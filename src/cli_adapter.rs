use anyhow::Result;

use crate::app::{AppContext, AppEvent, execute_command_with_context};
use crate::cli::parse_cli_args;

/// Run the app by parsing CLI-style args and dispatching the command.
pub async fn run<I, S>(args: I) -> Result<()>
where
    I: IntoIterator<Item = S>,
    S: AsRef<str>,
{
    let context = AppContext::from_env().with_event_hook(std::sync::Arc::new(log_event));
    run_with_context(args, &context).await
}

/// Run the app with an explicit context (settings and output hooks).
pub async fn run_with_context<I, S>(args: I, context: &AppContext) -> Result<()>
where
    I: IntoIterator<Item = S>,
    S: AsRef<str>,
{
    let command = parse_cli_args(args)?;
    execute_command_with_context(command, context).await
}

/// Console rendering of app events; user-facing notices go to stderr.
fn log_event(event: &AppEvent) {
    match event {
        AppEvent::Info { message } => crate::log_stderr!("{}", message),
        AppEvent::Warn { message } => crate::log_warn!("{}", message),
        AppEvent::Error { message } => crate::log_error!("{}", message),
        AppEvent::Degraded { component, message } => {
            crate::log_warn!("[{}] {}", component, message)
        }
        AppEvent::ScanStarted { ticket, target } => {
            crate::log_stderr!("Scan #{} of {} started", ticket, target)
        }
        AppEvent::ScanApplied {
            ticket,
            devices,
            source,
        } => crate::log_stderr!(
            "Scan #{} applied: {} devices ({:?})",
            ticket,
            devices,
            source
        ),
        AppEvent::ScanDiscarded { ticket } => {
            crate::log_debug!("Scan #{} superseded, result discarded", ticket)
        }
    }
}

○ ○ ○ ○ ○

◆ WORK INSTRUCTION ◆
Give the number of lines that hold the word "ticket" in these records, with nothing added.

◆ FINISHED EXERCISE ◆
6